Airbnb prepares the assault on long-term home and car rentals

by time news

2023-10-05 21:02:37

Airbnb is preparing to expand its business lines. Its CEO, Brian Chesky, has assured in an interview in the “Financial Times” that starting next year, the company will look “beyond its core business”, including an expansion of services and experiences. In addition, it advances more changes, planned for the following month, which will mark the “largest Airbnb update ever made.”

“Travel is our sweet spot,” he says in the interview. “Eventually, the big frontier for Airbnb is to move beyond travel…there is an eventual opportunity for Airbnb to become a big part of your daily life. Not just once or twice a year,” he states.

He also indicates that offering rentals of up to one year represents “a great opportunity” and that given that only 18% of gross bookings per night in the second quarter of this year come from stays of more than 30 days, more can be done in this sense. Extended stays of more than three months are even rarer, he said.

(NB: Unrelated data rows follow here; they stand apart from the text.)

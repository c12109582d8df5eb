//! Product entity - Represents a stocked item.
//!
//! Each product has a name, optional description, quantity on hand, unit price
//! and the canonical name of the category it belongs to.

use sea_orm::entity::prelude::*;
use serde::{Deserialize, Serialize};

/// Product database model
#[derive(Clone, Debug, PartialEq, DeriveEntityModel, Serialize, Deserialize)]
#[sea_orm(table_name = "products")]
pub struct Model {
    /// Unique identifier for the product, assigned on insert
    #[sea_orm(primary_key)]
    pub id: i64,
    /// Name of the product (e.g., "Hex bolt M8")
    pub name: String,
    /// Free-form description, `None` when the user left it blank
    pub description: Option<String>,
    /// Units on hand, never negative
    pub quantity: i64,
    /// Unit price in dollars
    pub price: f64,
    /// Canonical (upper-cased) name of the owning category
    pub category: Option<String>,
    /// When the product was registered
    pub created_at: DateTime,
    /// When the product was last modified
    pub updated_at: DateTime,
}

/// Defines relationships between Product and other entities
#[derive(Copy, Clone, Debug, EnumIter, DeriveRelation)]
pub enum Relation {
    /// Each product belongs to one category, referenced by name
    #[sea_orm(
        belongs_to = "super::category::Entity",
        from = "Column::Category",
        to = "super::category::Column::Name"
    )]
    Category,
}

impl Related<super::category::Entity> for Entity {
    fn to() -> RelationDef {
        Relation::Category.def()
    }
}

impl ActiveModelBehavior for ActiveModel {}
//! Recomputation of category figures from the current product set.
//!
//! Every product mutation ends by recomputing the affected categories, and the bulk
//! refresh recomputes all of them. Figures are always rebuilt from the full product
//! snapshot and written back with a single record replace; stored aggregates are
//! never adjusted incrementally.

use crate::{
    core::{
        category::{self, CategoryFigures},
        product,
        statistics::compute_statistics,
        status::{classify, protection_stock},
    },
    entities::category as category_entity,
    errors::{Error, Result},
};
use sea_orm::ConnectionTrait;
use tracing::{debug, info};

/// Recomputes one category's statistics, protection stock and status.
///
/// The stored weekly demand is kept as is, and a demand that was never set stays
/// unset (it classifies as zero). A category without stock, whether it has no
/// products or only zero-quantity ones, gets zeroed prices and `LowStock`.
///
/// # Errors
/// Returns `CategoryNotFound` if no such category is registered, or a database
/// error. On failure the previously stored record is left untouched.
pub async fn recompute_category<C>(db: &C, name: &str) -> Result<category_entity::Model>
where
    C: ConnectionTrait,
{
    let name = category::canonical_name(name);
    let record = category::get_category(db, &name)
        .await?
        .ok_or(Error::CategoryNotFound { name })?;

    recompute_with_demand(db, &record, record.weekly_demand).await
}

/// Recomputes every registered category, including those without products.
///
/// `default_weekly_demand` is only used for records whose demand was never set, and
/// is stored as their demand from then on. The first storage failure aborts the run.
pub async fn recompute_all_categories<C>(
    db: &C,
    default_weekly_demand: i64,
) -> Result<Vec<category_entity::Model>>
where
    C: ConnectionTrait,
{
    let records = category::get_all_categories(db).await?;
    let mut updated = Vec::with_capacity(records.len());

    for record in &records {
        let weekly_demand = record.weekly_demand.unwrap_or(default_weekly_demand);
        updated.push(recompute_with_demand(db, record, Some(weekly_demand)).await?);
    }

    info!("Statistics refreshed for {} categories", updated.len());
    Ok(updated)
}

/// Recomputes the categories touched by a product change.
///
/// `previous` is the product's category before the change; it is recomputed as well
/// when it differs from `current`.
pub async fn recompute_affected<C>(db: &C, previous: Option<&str>, current: Option<&str>) -> Result<()>
where
    C: ConnectionTrait,
{
    let previous = previous.map(category::canonical_name);
    let current = current.map(category::canonical_name);

    if previous != current {
        if let Some(old) = previous.as_deref() {
            recompute_category(db, old).await?;
        }
    }
    if let Some(new) = current.as_deref() {
        recompute_category(db, new).await?;
    }
    Ok(())
}

/// Rebuilds `record` from its products under `weekly_demand` and stores the
/// demand, protection stock, figures and status in one record replace.
pub(crate) async fn recompute_with_demand<C>(
    db: &C,
    record: &category_entity::Model,
    weekly_demand: Option<i64>,
) -> Result<category_entity::Model>
where
    C: ConnectionTrait,
{
    let demand = weekly_demand.unwrap_or(0);
    let products = product::products_in_category(db, &record.name).await?;

    let figures = match compute_statistics(&products) {
        Some(stats) if stats.stock_global > 0 => CategoryFigures {
            mean: stats.mean,
            min_price: stats.min_price,
            max_price: stats.max_price,
            stock_global: stats.stock_global,
            weekly_demand,
            status: classify(stats.stock_global, protection_stock(demand), demand),
        },
        _ => CategoryFigures::empty(weekly_demand),
    };

    debug!(
        "Recomputed {}: stock {} / demand {:?} -> {}",
        record.name, figures.stock_global, weekly_demand, figures.status
    );
    category::replace_category_record(db, &record.name, &figures).await
}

Chesky highlights that in a post-pandemic world there is an unrecognized market for stays of one month, two months or three months, as people can work from their laptops and travel all summer.

On the other hand, as well as expanding into long-term rentals, Airbnb also seeks to be a provider of “things to do on your trip,” says the manager. In the interview, he highlights that there is a long list of ideas being considered at the company, including car rentals or “pop-up” restaurants (pop-up catering services). “The second most important asset in a person’s life, after his house, is his car,” Chesky notes. So what suggests that the company’s next move would be towards this model.

Legislative pressure

The CEO anticipates this strategy at a time when Airbnb’s business model is under pressure from legislators around the world due to the depletion of the housing stock in large cities, highlights the British newspaper.

As an example, he cites the rule in New York, where Airbnb has one of its largest markets and where a rule was recently introduced that limits the freedom residents have to rent through the platform, eliminating about three-quarters of their listings in the city.

Chesky points out that he does not see this situation in New York as a “precedent” for the company. “Most people in New York City and beyond feel that there is absolutely a win-win situation,” he said.

The company’s global head of policy and communications, Jay Carney, predicted that the policy implemented in New York would not solve the housing crisis, and that hotel prices in the city would skyrocket, while “tourists on a budget limited will not be able to come to New York.